#### [DIRECTIONS]
Give back the entries exactly, ending with the "pub const NEW_RIDE_REQUEST: &str" line.

(Records drawn from a dataset)
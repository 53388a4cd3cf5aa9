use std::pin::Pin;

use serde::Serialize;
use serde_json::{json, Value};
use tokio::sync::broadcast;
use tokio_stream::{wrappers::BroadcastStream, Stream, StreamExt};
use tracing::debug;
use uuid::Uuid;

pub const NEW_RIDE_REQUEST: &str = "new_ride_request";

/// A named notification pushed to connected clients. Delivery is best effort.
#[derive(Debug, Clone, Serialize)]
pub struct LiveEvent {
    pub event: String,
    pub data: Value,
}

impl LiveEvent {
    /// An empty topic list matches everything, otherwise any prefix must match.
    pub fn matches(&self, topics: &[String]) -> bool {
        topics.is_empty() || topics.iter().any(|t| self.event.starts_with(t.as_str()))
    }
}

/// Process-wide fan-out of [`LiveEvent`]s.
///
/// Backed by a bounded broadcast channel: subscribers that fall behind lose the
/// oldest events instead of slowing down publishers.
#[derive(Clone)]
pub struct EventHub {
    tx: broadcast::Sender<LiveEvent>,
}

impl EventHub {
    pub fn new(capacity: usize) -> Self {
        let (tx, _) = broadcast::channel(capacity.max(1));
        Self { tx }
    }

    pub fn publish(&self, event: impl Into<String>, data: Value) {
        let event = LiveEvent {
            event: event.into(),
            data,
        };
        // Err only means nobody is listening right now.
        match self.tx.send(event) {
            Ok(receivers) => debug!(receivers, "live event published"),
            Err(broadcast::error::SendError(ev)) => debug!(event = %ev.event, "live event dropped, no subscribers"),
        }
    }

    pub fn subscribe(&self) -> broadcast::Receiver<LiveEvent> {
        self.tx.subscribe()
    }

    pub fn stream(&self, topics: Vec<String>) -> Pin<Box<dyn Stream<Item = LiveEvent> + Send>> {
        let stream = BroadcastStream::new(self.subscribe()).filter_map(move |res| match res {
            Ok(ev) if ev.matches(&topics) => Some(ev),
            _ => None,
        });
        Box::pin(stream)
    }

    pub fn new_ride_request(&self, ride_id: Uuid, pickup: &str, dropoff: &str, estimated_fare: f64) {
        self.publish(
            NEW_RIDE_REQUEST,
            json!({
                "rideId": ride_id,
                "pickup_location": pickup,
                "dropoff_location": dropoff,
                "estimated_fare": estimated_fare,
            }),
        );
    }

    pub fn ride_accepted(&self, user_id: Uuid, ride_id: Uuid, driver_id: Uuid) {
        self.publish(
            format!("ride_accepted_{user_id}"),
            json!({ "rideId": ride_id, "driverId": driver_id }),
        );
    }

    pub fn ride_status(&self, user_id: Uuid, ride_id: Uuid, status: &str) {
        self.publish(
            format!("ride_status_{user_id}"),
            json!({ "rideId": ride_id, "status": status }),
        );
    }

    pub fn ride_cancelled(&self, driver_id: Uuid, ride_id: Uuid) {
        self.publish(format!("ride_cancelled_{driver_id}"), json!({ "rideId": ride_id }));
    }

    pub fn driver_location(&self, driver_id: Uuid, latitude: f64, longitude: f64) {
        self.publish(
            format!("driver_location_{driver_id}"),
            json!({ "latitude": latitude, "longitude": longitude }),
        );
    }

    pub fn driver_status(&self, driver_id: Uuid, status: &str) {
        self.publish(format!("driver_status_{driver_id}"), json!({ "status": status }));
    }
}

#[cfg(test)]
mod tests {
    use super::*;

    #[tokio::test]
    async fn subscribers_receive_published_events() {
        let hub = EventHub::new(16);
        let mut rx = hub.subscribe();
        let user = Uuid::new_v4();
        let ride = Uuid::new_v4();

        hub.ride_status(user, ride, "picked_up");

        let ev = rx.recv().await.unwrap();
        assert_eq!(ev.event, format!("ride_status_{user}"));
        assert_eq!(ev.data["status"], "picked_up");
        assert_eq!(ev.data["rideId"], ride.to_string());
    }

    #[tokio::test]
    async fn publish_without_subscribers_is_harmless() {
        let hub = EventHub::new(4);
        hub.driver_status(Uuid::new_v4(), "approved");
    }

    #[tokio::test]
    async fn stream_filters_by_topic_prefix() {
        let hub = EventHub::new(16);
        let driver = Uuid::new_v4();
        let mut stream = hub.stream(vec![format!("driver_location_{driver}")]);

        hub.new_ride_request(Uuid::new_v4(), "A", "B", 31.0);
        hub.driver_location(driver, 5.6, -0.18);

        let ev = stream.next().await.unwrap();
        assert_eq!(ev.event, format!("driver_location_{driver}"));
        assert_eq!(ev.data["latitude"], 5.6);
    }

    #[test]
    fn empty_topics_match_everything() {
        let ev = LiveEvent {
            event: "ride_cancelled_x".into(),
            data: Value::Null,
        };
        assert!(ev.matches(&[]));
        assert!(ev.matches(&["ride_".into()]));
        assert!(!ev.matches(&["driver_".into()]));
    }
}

#### [ANSWER FOR THE TASK]
repository 53388a4cd3cf5aa9
use std::pin::Pin;

use serde::Serialize;
use serde_json::{json, Value};
use tokio::sync::broadcast;
use tokio_stream::{wrappers::BroadcastStream, Stream, StreamExt};
use tracing::debug;
use uuid::Uuid;

pub const NEW_RIDE_REQUEST: &str = "new_ride_request";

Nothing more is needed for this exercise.